> _Task statement_
Copy the listing out in full. Keep every word as it is.

> _Record set_

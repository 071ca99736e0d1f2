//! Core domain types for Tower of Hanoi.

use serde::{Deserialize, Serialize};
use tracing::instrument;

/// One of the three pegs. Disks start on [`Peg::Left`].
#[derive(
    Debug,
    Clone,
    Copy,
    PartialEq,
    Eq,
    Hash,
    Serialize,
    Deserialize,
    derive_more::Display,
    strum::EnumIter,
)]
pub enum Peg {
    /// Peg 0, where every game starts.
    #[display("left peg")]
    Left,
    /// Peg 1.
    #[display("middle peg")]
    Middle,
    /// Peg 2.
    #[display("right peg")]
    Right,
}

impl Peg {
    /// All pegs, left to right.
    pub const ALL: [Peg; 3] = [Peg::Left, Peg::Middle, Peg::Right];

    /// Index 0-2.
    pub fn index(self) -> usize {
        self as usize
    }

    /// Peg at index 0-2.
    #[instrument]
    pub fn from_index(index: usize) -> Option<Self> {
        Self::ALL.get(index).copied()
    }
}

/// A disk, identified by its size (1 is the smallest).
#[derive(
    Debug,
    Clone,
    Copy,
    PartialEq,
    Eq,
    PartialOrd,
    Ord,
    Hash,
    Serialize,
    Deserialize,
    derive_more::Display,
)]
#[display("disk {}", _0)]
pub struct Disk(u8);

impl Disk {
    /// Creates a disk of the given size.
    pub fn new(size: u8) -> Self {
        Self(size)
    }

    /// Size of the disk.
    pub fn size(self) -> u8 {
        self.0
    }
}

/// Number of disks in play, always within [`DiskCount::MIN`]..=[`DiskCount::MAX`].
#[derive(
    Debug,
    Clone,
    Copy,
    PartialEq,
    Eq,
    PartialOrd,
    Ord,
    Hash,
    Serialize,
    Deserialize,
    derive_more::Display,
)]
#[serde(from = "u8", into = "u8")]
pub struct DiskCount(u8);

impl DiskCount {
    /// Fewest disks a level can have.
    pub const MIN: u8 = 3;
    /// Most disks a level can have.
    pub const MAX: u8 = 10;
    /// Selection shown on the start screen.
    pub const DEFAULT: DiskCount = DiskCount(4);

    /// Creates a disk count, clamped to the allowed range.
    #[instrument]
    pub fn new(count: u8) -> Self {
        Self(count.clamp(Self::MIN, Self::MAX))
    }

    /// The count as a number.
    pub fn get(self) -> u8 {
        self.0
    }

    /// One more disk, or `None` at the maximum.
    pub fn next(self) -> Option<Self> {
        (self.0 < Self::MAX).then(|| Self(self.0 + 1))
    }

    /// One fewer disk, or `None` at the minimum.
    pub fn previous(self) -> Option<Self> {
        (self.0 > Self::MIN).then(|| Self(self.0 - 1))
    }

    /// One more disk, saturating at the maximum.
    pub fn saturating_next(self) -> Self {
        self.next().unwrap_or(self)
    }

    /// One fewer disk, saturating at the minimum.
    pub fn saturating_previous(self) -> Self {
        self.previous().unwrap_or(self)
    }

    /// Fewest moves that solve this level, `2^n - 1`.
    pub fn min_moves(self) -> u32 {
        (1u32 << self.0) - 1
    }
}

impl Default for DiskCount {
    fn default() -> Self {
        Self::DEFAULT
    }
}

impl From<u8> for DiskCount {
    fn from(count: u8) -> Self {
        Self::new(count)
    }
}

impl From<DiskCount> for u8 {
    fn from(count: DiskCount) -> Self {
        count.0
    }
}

> _Task response_
repository 071ca99736e0d1f2
//! Core domain types for Tower of Hanoi.

use serde::{Deserialize, Serialize};
use tracing::instrument;

/// One of the three pegs. Disks start on [`Peg::Left`].
#[derive(
    Debug,
    Clone,
    Copy,
    PartialEq,
    Eq,
    Hash,
    Serialize,
    Deserialize,
    derive_more::Display,
    strum::EnumIter,
)]
pub enum Peg {
    /// Peg 0, where every game starts.
    #[display("left peg")]
    Left,
    /// Peg 1.
    #[display("middle peg")]
    Middle,
    /// Peg 2.
    #[display("right peg")]
    Right,
}

impl Peg {
    /// All pegs, left to right.
    pub const ALL: [Peg; 3] = [Peg::Left, Peg::Middle, Peg::Right];

    /// Index 0-2.
    pub fn index(self) -> usize {
        self as usize
    }

    /// Peg at index 0-2.
    #[instrument]
    pub fn from_index(index: usize) -> Option<Self> {
        Self::ALL.get(index).copied()
    }
}

/// A disk, identified by its size (1 is the smallest).
#[derive(
    Debug,
    Clone,
    Copy,
    PartialEq,
    Eq,
    PartialOrd,
    Ord,
    Hash,
    Serialize,
    Deserialize,
    derive_more::Display,
)]
#[display("disk {}", _0)]
pub struct Disk(u8);

impl Disk {
    /// Creates a disk of the given size.
    pub fn new(size: u8) -> Self {
        Self(size)
    }

    /// Size of the disk.
    pub fn size(self) -> u8 {
        self.0
    }
}

/// Number of disks in play, always within [`DiskCount::MIN`]..=[`DiskCount::MAX`].
#[derive(
    Debug,
    Clone,
    Copy,
    PartialEq,
    Eq,
    PartialOrd,
    Ord,
    Hash,
    Serialize,
    Deserialize,
    derive_more::Display,
)]
#[serde(from = "u8", into = "u8")]
pub struct DiskCount(u8);

impl DiskCount {
    /// Fewest disks a level can have.
    pub const MIN: u8 = 3;
    /// Most disks a level can have.
    pub const MAX: u8 = 10;
    /// Selection shown on the start screen.
    pub const DEFAULT: DiskCount = DiskCount(4);

    /// Creates a disk count, clamped to the allowed range.
    #[instrument]
    pub fn new(count: u8) -> Self {
        Self(count.clamp(Self::MIN, Self::MAX))
    }

    /// The count as a number.
    pub fn get(self) -> u8 {
        self.0
    }

    /// One more disk, or `None` at the maximum.
    pub fn next(self) -> Option<Self> {
        (self.0 < Self::MAX).then(|| Self(self.0 + 1))
    }

    /// One fewer disk, or `None` at the minimum.
    pub fn previous(self) -> Option<Self> {
        (self.0 > Self::MIN).then(|| Self(self.0 - 1))
    }

    /// One more disk, saturating at the maximum.
    pub fn saturating_next(self) -> Self {
        self.next().unwrap_or(self)
    }

    /// One fewer disk, saturating at the minimum.
    pub fn saturating_previous(self) -> Self {
        self.previous().unwrap_or(self)
    }

    /// Fewest moves that solve this level, `2^n - 1`.
    pub fn min_moves(self) -> u32 {
        (1u32 << self.0) - 1
    }
}

impl Default for DiskCount {
    fn default() -> Self {
        Self::DEFAULT
    }
}

impl From<u8> for DiskCount {
    fn from(count: u8) -> Self {
        Self::new(count)
    }
}

impl From<DiskCount> for u8 {
    fn from(count: DiskCount) -> Self {
        count.0
    }
}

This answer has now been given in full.